Cuando la dureza de la incredulidad es rota y retirada, pasamos a disfrutar de estas aguas limpias, que tiene poder no solamente de limpiarnos, sino que también, para darnos respuestas a todas las nuestras cuestiones, para corregidnos, para instruirnos, con la finalidad de llevarnos a la madurez, y prepararnos para toda la buena obra. Estando convencido de eso, me recurro a ella para buscar conocimiento, dirección, sabiduría y discernimiento para tomar decisiones en la vida. Quiero usar un texto de las escrituras sagradas, para traer luz a un tema muy relevante.
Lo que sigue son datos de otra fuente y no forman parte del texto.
//! [`UploadCommand`]: post a local file, optionally removing it afterwards.

use std::path::{Path, PathBuf};

use async_trait::async_trait;
use sbot_core::{ChatClient, Event, Result};
use tracing::info;

use crate::command::{Command, Outcome};

/// Uploads `file_name` into `channel` (or the DM with `user`). With `delete` set the local
/// file is removed, but only once the upload returned successfully; a failed or cancelled
/// upload leaves the file in place.
#[derive(Debug, Clone, PartialEq, Eq)]
pub struct UploadCommand {
    user: Option<String>,
    channel: Option<String>,
    file_name: PathBuf,
    delete: bool,
}

impl UploadCommand {
    pub fn new(
        user: Option<String>,
        channel: Option<String>,
        file_name: impl Into<PathBuf>,
        delete: bool,
    ) -> Self {
        Self {
            user,
            channel,
            file_name: file_name.into(),
            delete,
        }
    }

    pub fn file_name(&self) -> &Path {
        &self.file_name
    }

    pub fn deletes_after_upload(&self) -> bool {
        self.delete
    }
}

#[async_trait]
impl Command for UploadCommand {
    fn name(&self) -> &'static str {
        "UploadCommand"
    }

    async fn execute(&self, client: &dyn ChatClient, _event: Option<&Event>) -> Result<Outcome> {
        info!(
            file = %self.file_name.display(),
            channel = ?self.channel,
            user = ?self.user,
            "Uploading file"
        );
        client
            .upload_file(
                &self.file_name,
                self.channel.as_deref(),
                self.user.as_deref(),
            )
            .await?;

        if self.delete {
            tokio::fs::remove_file(&self.file_name).await?;
            info!(file = %self.file_name.display(), "Removed uploaded file");
        }

        Ok(Outcome::Done)
    }
}
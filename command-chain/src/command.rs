//! The [`Command`] capability and the [`Outcome`] a command hands back to the dispatcher.

use std::fmt;

use async_trait::async_trait;
use sbot_core::{ChatClient, Event, Result};

/// A deferred action against the chat client. `execute` takes `&self`: running a command
/// never changes it, side effects land on the client or store only.
#[async_trait]
pub trait Command: Send + Sync {
    /// Short name used in logs.
    fn name(&self) -> &'static str {
        let full = std::any::type_name::<Self>();
        full.rsplit("::").next().unwrap_or(full)
    }

    /// Performs one platform action. Returning [`Outcome::Next`] asks the dispatcher to run
    /// another command with the same event.
    async fn execute(&self, client: &dyn ChatClient, event: Option<&Event>) -> Result<Outcome>;
}

/// Result of one command execution.
pub enum Outcome {
    /// Nothing to report.
    Done,
    /// Terminal value returned to the dispatcher's caller.
    Value(String),
    /// Run this command next.
    Next(Box<dyn Command>),
}

impl Outcome {
    pub fn next(command: impl Command + 'static) -> Self {
        Outcome::Next(Box::new(command))
    }

    pub fn value(value: impl Into<String>) -> Self {
        Outcome::Value(value.into())
    }
}

impl fmt::Debug for Outcome {
    fn fmt(&self, f: &mut fmt::Formatter<'_>) -> fmt::Result {
        match self {
            Outcome::Done => f.write_str("Done"),
            Outcome::Value(v) => f.debug_tuple("Value").field(v).finish(),
            Outcome::Next(cmd) => f.debug_tuple("Next").field(&cmd.name()).finish(),
        }
    }
}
Vamos a reflexionar un poco sobre el tema relaciones, principalmente dentro del convivió familiar. Para eso,yo quiero usar un texto que esta en:

Lucas 6:47-49

  • 6:47 Voy a decirles a quien se parece todo el que viene a mí, y oye mis palabras y las pone en practica:
  • 6:48 Se parece a un hombre que, al construir una casa, cavo bien hondo y puso el cimiento sobre roca. De manera que cuando vino una inundación, el torrente azoto aquella casa, pero no pudo ni siquiera hacerla tambalear porque estaba bien construida.
  • 6:49 Pero el que oye mis palabras y no las pone en practica se parece a un hombre que construyo una casa sobre tierra y sin cimientos. Tan pronto como azoto el torrente, la casa se derrumbo, y el desastre fue terrible.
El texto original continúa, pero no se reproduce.